Unable to continue studying for the priesthood, Hofbauer had to learn a trade. He was sent to become an apprentice in a bakery in the local capital of Znojmo (in German called Znaim) in 1767. In 1770, he went to work in the bakery of the priory in Brück of the Premonstratensian canons regular, also known as the White Canons. At that time, the effects of war and famine were sending many homeless and hungry people to the priory for help. Hofbauer worked day and night to feed the poor people who came to the priory door. He worked as a servant at the priory until 1775, when he spent time living as a hermit. He lived that life briefly until the Emperor Joseph II, a proponent of enlightened absolutism, abolished all hermitages in the Habsburg Empire. Hofbauer then went to Vienna, where he worked once more as a baker.

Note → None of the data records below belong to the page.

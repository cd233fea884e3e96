use std::collections::HashMap;
use std::sync::Arc;

use parking_lot::Mutex;

use crate::class::{ClassLoader, ClassRef};
use crate::instrument::ClassFileTransformer;

/// Bytes seen during retransformation, keyed by qualified class name.
///
/// Entries are removed as they are read.
#[derive(Debug, Default)]
pub struct CapturedByteCache {
    entries: Mutex<HashMap<String, Vec<u8>>>,
}

impl CapturedByteCache {
    pub fn new() -> Self {
        Self::default()
    }

    pub fn put(&self, name: impl Into<String>, bytes: Vec<u8>) {
        self.entries.lock().insert(name.into(), bytes);
    }

    /// Removes and returns the entry for `name`.
    pub fn take(&self, name: &str) -> Option<Vec<u8>> {
        self.entries.lock().remove(name)
    }

    pub fn len(&self) -> usize {
        self.entries.lock().len()
    }

    pub fn is_empty(&self) -> bool {
        self.entries.lock().is_empty()
    }
}

/// Records the bytes of every retransformed class into a [`CapturedByteCache`]
/// and never changes them.
#[derive(Debug, Clone)]
pub struct CapturingTransformer {
    cache: Arc<CapturedByteCache>,
}

impl CapturingTransformer {
    pub fn new(cache: Arc<CapturedByteCache>) -> Self {
        Self { cache }
    }
}

impl ClassFileTransformer for CapturingTransformer {
    fn transform(
        &self,
        _loader: Option<&Arc<dyn ClassLoader>>,
        class_name: Option<&str>,
        class_being_redefined: Option<&ClassRef>,
        class_bytes: &[u8],
    ) -> Option<Vec<u8>> {
        // Initial loads are not ours to record.
        let redefined = class_being_redefined?;
        let key = redefined.name().to_string();
        tracing::trace!(class = %key, internal = ?class_name, len = class_bytes.len(), "captured class bytes");
        self.cache.put(key, class_bytes.to_vec());
        None
    }
}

In 1782, after a pilgrimage to Rome, Hofbauer found his way to Tivoli, Italy. He decided to become a hermit at the local shrine of Our Lady of Quintiliolo, under the patronage of the local bishop, Barnabas Chiaramonte (later Pope Pius VII), who clothed him in the religious habit of a hermit. It was at this time that Hofbauer took the name of Clement Mary: Clement, most likely after St. Clement of Rome, and Mary in honor of Mary, mother of Jesus. As a hermit, Hofbauer prayed for himself and for all the people in the world who forgot to pray. He worked at the shrine and assisted the pilgrims who came. In less than six months he left Quintiliolo. He realized the need to pray for people was a good work, but it was still not the priesthood that he wanted so badly.

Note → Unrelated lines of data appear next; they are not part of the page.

use std::fs;
use std::io;
use std::path::{Path, PathBuf};
use std::sync::Once;

use parking_lot::Mutex;
use walkdir::WalkDir;

use crate::class::{ClassBytes, ClassRef};
use crate::collector::{ByteCollector, CollectorContext};
use crate::config::CollectorOptions;
use crate::error::{Error, Result};
use crate::names;

/// The JVM debug flags that make it write generated classes under
/// `DUMP_CLASS_FILES`. Both must be set for the dump directory to be used.
pub const DUMP_PROPERTIES: [&str; 2] = [
    "jdk.internal.lambda.dumpProxyClasses",
    "java.lang.invoke.MethodHandle.DUMP_CLASS_FILES",
];

static CLEANUP_HOOK: Once = Once::new();
static CLEANUP_DIRS: Mutex<Vec<PathBuf>> = parking_lot::const_mutex(Vec::new());

/// Reads classes the JVM dumped for lambdas and method handles.
pub struct DumperCollector {
    settings: CollectorOptions,
    directory: PathBuf,
    active: bool,
}

impl DumperCollector {
    pub fn new(ctx: &CollectorContext) -> Self {
        let missing: Vec<&str> = DUMP_PROPERTIES
            .iter()
            .copied()
            .filter(|key| !is_truthy(ctx.properties.get(key).as_deref()))
            .collect();
        let active = missing.is_empty();
        let directory = ctx.options.dump_directory.clone();

        if ctx.options.dumper.enabled {
            if active {
                register_cleanup(&directory);
            } else {
                tracing::debug!(missing = ?missing, "class dump properties not set; dump directory ignored");
            }
        }

        Self {
            settings: ctx.options.dumper,
            directory,
            active,
        }
    }

    pub fn directory(&self) -> &Path {
        &self.directory
    }
}

impl ByteCollector for DumperCollector {
    fn name(&self) -> &'static str {
        "dumper"
    }

    fn priority(&self) -> i32 {
        self.settings.priority
    }

    fn is_enabled(&self) -> bool {
        self.settings.enabled && self.active
    }

    fn try_get_bytes(&self, class: &ClassRef) -> Result<Option<ClassBytes>> {
        let resource = names::resource_path(class.name());
        let path = self.directory.join(&resource);
        match fs::read(&path) {
            Ok(bytes) => Ok(Some(bytes.into())),
            Err(e) if e.kind() == io::ErrorKind::NotFound => Ok(None),
            Err(e) => Err(Error::resource_read(path.display().to_string(), e)),
        }
    }
}

fn is_truthy(value: Option<&str>) -> bool {
    match value {
        None => false,
        Some(v) => {
            let v = v.trim();
            !v.is_empty() && !v.eq_ignore_ascii_case("false")
        }
    }
}

fn register_cleanup(directory: &Path) {
    {
        let mut dirs = CLEANUP_DIRS.lock();
        if !dirs.iter().any(|d| d == directory) {
            dirs.push(directory.to_path_buf());
        }
    }
    CLEANUP_HOOK.call_once(|| {
        // SAFETY: `cleanup_at_exit` is a plain extern "C" fn with no captured state.
        let rc = unsafe { libc::atexit(cleanup_at_exit) };
        if rc != 0 {
            tracing::warn!("could not register exit hook for class dump cleanup");
        }
    });
}

extern "C" fn cleanup_at_exit() {
    let dirs = std::mem::take(&mut *CLEANUP_DIRS.lock());
    for dir in dirs {
        if let Err(e) = remove_dump_tree(&dir) {
            tracing::warn!(path = %dir.display(), error = %e, "failed to remove class dump directory");
        }
    }
}

/// Deletes `root` and everything under it, children first.
///
/// Entries that cannot be removed for lack of permission are skipped and
/// logged; any other failure stops the walk. A missing `root` is not an error.
pub fn remove_dump_tree(root: &Path) -> io::Result<()> {
    if !root.exists() {
        return Ok(());
    }
    for entry in WalkDir::new(root).contents_first(true) {
        let entry = match entry {
            Ok(entry) => entry,
            Err(e) => {
                let path = e.path().map(Path::to_path_buf);
                let io_err = io::Error::from(e);
                if io_err.kind() == io::ErrorKind::PermissionDenied {
                    tracing::debug!(path = ?path, "skipping unreadable dump entry");
                    continue;
                }
                return Err(io_err);
            }
        };
        let path = entry.path();
        let removed = if entry.file_type().is_dir() {
            fs::remove_dir(path)
        } else {
            fs::remove_file(path)
        };
        match removed {
            Ok(()) => {}
            Err(e) if e.kind() == io::ErrorKind::PermissionDenied => {
                tracing::debug!(path = %path.display(), "permission denied removing dump entry");
            }
            // A denied child leaves its directory non-empty.
            Err(_) if entry.file_type().is_dir() && fs::read_dir(path).map_or(false, |mut d| d.next().is_some()) => {
                tracing::debug!(path = %path.display(), "dump directory not empty after cleanup");
            }
            Err(e) => return Err(e),
        }
    }
    Ok(())
}

#[cfg(test)]
mod tests {
    use super::*;

    #[test]
    fn truthiness() {
        assert!(!is_truthy(None));
        assert!(!is_truthy(Some("")));
        assert!(!is_truthy(Some("FALSE")));
        assert!(is_truthy(Some("true")));
        assert!(is_truthy(Some("DUMP_CLASS_FILES")));
    }

    #[test]
    fn removes_nested_tree() {
        let tmp = tempfile::tempdir().unwrap();
        let root = tmp.path().join("DUMP_CLASS_FILES");
        fs::create_dir_all(root.join("java/lang/invoke")).unwrap();
        fs::write(root.join("java/lang/invoke/LambdaForm$MH.class"), b"x").unwrap();
        fs::write(root.join("Top.class"), b"y").unwrap();

        remove_dump_tree(&root).unwrap();
        assert!(!root.exists());
        remove_dump_tree(&root).unwrap();
    }
}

Hofbauer returned to the priory at Brück to bake bread and to begin the study of Latin once again. At the age of 29, due to the sponsorship of two women he met while serving Mass at the cathedral, Hofbauer entered the University of Vienna. Since Emperor Joseph's government had closed all seminaries, students for the priesthood had to study at government-controlled universities. Hofbauer was frustrated by the theology courses that were permeated by Josephinism, rationalism, and other outlooks and teachings he found questionable. He completed his studies in philosophy by the year 1784, but he could proceed no further toward ordination, however, as the Emperor had also forbidden religious communities to accept new candidates.

A Redemptorist
During another pilgrimage in 1784 made on foot, Hofbauer and his traveling companion, Thaddäus Hübl, decided to join a religious community. The two seminarians were accepted into the Redemptorist novitiate at the Community of San Giuliano in Rome. On the feast of Saint Joseph, 19 March 1785, Hofbauer and Hübl became Redemptorists, publicly professing to live the vows of poverty, chastity, and obedience. Ten days later they were ordained to the priesthood at the Cathedral of Alatri.

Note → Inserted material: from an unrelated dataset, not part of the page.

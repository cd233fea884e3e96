//! Raw JNI and JVMTI FFI declarations.

pub mod jni;
pub mod jvmti;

A few months after their ordination the two Germanic Redemptorists were summoned by their Superior General, Father de Paola. They were told to return to their homeland across the Alps and establish the Congregation of the Most Holy Redeemer north of the Alps.

Mission to Poland

Warsaw

The political situation caused by the Emperor did not allow Hofbauer to remain in his own country. Emperor Joseph II, who had closed over 1,000 monasteries and convents, was not about to allow a new religious institute to establish a foundation within his domain. Realizing this, the two Redemptorists moved on to the Polish–Lithuanian Commonwealth (present-day Poland). It was February 1787 when they reached Warsaw, a city of 124,000 people. Although there were 160 churches plus 20 monasteries and convents in the city, there was still opportunity for work: the people were poor and uneducated; their houses were in need of repair. Many had turned from Catholicism to Freemasonry. Hofbauer and his companions worked to help restore Catholic faith.

Poland was likewise in the midst of great political turmoil at the time of Hofbauer's arrival in 1787. King Stanislaus II was virtually a puppet in the hands of Catherine II of Russia. Fifteen years earlier, the first partition of the country had taken place—with Austria, Russia, and Prussia dividing the spoils. A similar partition was to occur again in 1793 and for a third time in 1795. Napoleon and his great army of conquest marching through Europe added to the political tension. During Hofbauer's 21 years in Warsaw, there was hardly a peaceful moment.

On their journey to Poland, the two new Redemptorist priests were joined by Peter Kunzmann, a fellow baker who had accompanied Hansl on a pilgrimage. He became the first Redemptorist lay brother from outside Italy. Together they arrived in Warsaw with no money; Hofbauer had given the last three silver coins to beggars along the way. They met with the apostolic delegate, Archbishop Saluzzo, who put them in charge of St. Benno's Church to work with the German-speaking people of Warsaw. As they learned the new language, the Redemptorists expanded their apostolate to the people who lived in the area of St. Benno's.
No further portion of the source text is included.